//! LinkShelf Core - link resolution and tagged search
//!
//! This library turns submitted URLs into stored links with best-effort
//! metadata (title, description, preview image, category), keeps a
//! many-to-many tag relation over them, and answers free-text, category and
//! all-of-tags queries against SQLite.

pub mod classifier;
pub mod config;
pub mod database;
pub mod fetcher;
pub mod ingest;
pub mod interface;
pub mod link_metadata;
pub mod models;
pub mod search;
mod store;

pub use interface::*;
pub use store::{validate_link_url, LinkStore};
//! Tagged search and filter builder
//!
//! Composes free-text, category and tag predicates into one parameterised
//! SQL statement over `links`. Filter kinds are ANDed; tags use
//! all-of semantics via a grouped subquery.

use crate::database::UNICODE_LOWER;
use crate::interface::LinkFilter;
use crate::models::{like_pattern, normalize_tag_set};
use rusqlite::types::Value;

/// Columns read by `Database::row_to_link`, in order
pub const LINK_COLUMNS: &str = "l.id, l.url, l.title, l.description, l.image_url, l.category, \
     l.completed, l.source, l.source_name, l.created_at, l.updated_at";

/// Newest first; id breaks ties between equal timestamps
pub const LINK_ORDER: &str = "ORDER BY l.created_at DESC, l.id DESC";

/// A built statement and its positional parameters
#[derive(Debug, Clone, PartialEq)]
pub struct LinkQuery {
    pub sql: String,
    pub params: Vec<Value>,
}

/// Build the SELECT for `filter`. Blank text and empty tag sets impose no constraint.
pub fn build_link_query(filter: &LinkFilter) -> LinkQuery {
    let mut sql = format!("SELECT {} FROM links l WHERE 1=1", LINK_COLUMNS);
    let mut params: Vec<Value> = Vec::new();

    if let Some(text) = filter.text.as_deref().map(str::trim).filter(|t| !t.is_empty()) {
        let pattern = like_pattern(text);
        sql.push_str(&format!(
            " AND ({f}(l.title) LIKE ? ESCAPE '\\' \
             OR {f}(COALESCE(l.description, '')) LIKE ? ESCAPE '\\' \
             OR {f}(l.url) LIKE ? ESCAPE '\\')",
            f = UNICODE_LOWER
        ));
        for _ in 0..3 {
            params.push(Value::Text(pattern.clone()));
        }
    }

    if let Some(category) = filter.category {
        sql.push_str(" AND l.category = ?");
        params.push(Value::Text(category.as_str().to_string()));
    }

    let tags = normalize_tag_set(&filter.tags);
    if !tags.is_empty() {
        let placeholders = tags.iter().map(|_| "?").collect::<Vec<_>>().join(",");
        sql.push_str(&format!(
            " AND l.id IN (\
                SELECT lt.link_id FROM link_tags lt \
                JOIN tags t ON t.id = lt.tag_id \
                WHERE t.name IN ({}) \
                GROUP BY lt.link_id \
                HAVING COUNT(DISTINCT t.name) = ?)",
            placeholders
        ));
        let required = tags.len() as i64;
        params.extend(tags.into_iter().map(Value::Text));
        params.push(Value::Integer(required));
    }

    sql.push(' ');
    sql.push_str(LINK_ORDER);

    LinkQuery { sql, params }
}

::::::::

> Task requirements
Restate the material word for word so that no line differs from the original.

> Your response
//! LinkShelf Core - link resolution and tagged search
//!
//! This library turns submitted URLs into stored links with best-effort
//! metadata (title, description, preview image, category), keeps a
//! many-to-many tag relation over them, and answers free-text, category and
//! all-of-tags queries against SQLite.

pub mod classifier;
pub mod config;
pub mod database;
pub mod fetcher;
pub mod ingest;
pub mod interface;
pub mod link_metadata;
pub mod models;
pub mod search;
mod store;

pub use interface::*;
pub use store::{validate_link_url, LinkStore};
//! Tagged search and filter builder
//!
//! Composes free-text, category and tag predicates into one parameterised
//! SQL statement over `links`. Filter kinds are ANDed; tags use
//! all-of semantics via a grouped subquery.

use crate::database::UNICODE_LOWER;
use crate::interface::LinkFilter;
use crate::models::{like_pattern, normalize_tag_set};
use rusqlite::types::Value;

/// Columns read by `Database::row_to_link`, in order
pub const LINK_COLUMNS: &str = "l.id, l.url, l.title, l.description, l.image_url, l.category, \
     l.completed, l.source, l.source_name, l.created_at, l.updated_at";

/// Newest first; id breaks ties between equal timestamps
pub const LINK_ORDER: &str = "ORDER BY l.created_at DESC, l.id DESC";

/// A built statement and its positional parameters
#[derive(Debug, Clone, PartialEq)]
pub struct LinkQuery {
    pub sql: String,
    pub params: Vec<Value>,
}

/// Build the SELECT for `filter`. Blank text and empty tag sets impose no constraint.
pub fn build_link_query(filter: &LinkFilter) -> LinkQuery {
    let mut sql = format!("SELECT {} FROM links l WHERE 1=1", LINK_COLUMNS);
    let mut params: Vec<Value> = Vec::new();

    if let Some(text) = filter.text.as_deref().map(str::trim).filter(|t| !t.is_empty()) {
        let pattern = like_pattern(text);
        sql.push_str(&format!(
            " AND ({f}(l.title) LIKE ? ESCAPE '\\' \
             OR {f}(COALESCE(l.description, '')) LIKE ? ESCAPE '\\' \
             OR {f}(l.url) LIKE ? ESCAPE '\\')",
            f = UNICODE_LOWER
        ));
        for _ in 0..3 {
            params.push(Value::Text(pattern.clone()));
        }
    }

    if let Some(category) = filter.category {
        sql.push_str(" AND l.category = ?");
        params.push(Value::Text(category.as_str().to_string()));
    }

    let tags = normalize_tag_set(&filter.tags);
    if !tags.is_empty() {
        let placeholders = tags.iter().map(|_| "?").collect::<Vec<_>>().join(",");
        sql.push_str(&format!(
            " AND l.id IN (\
                SELECT lt.link_id FROM link_tags lt \
                JOIN tags t ON t.id = lt.tag_id \
                WHERE t.name IN ({}) \
                GROUP BY lt.link_id \
                HAVING COUNT(DISTINCT t.name) = ?)",
            placeholders
        ));
        let required = tags.len() as i64;
        params.extend(tags.into_iter().map(Value::Text));
        params.push(Value::Integer(required));
    }

    sql.push(' ');
    sql.push_str(LINK_ORDER);

    LinkQuery { sql, params }
}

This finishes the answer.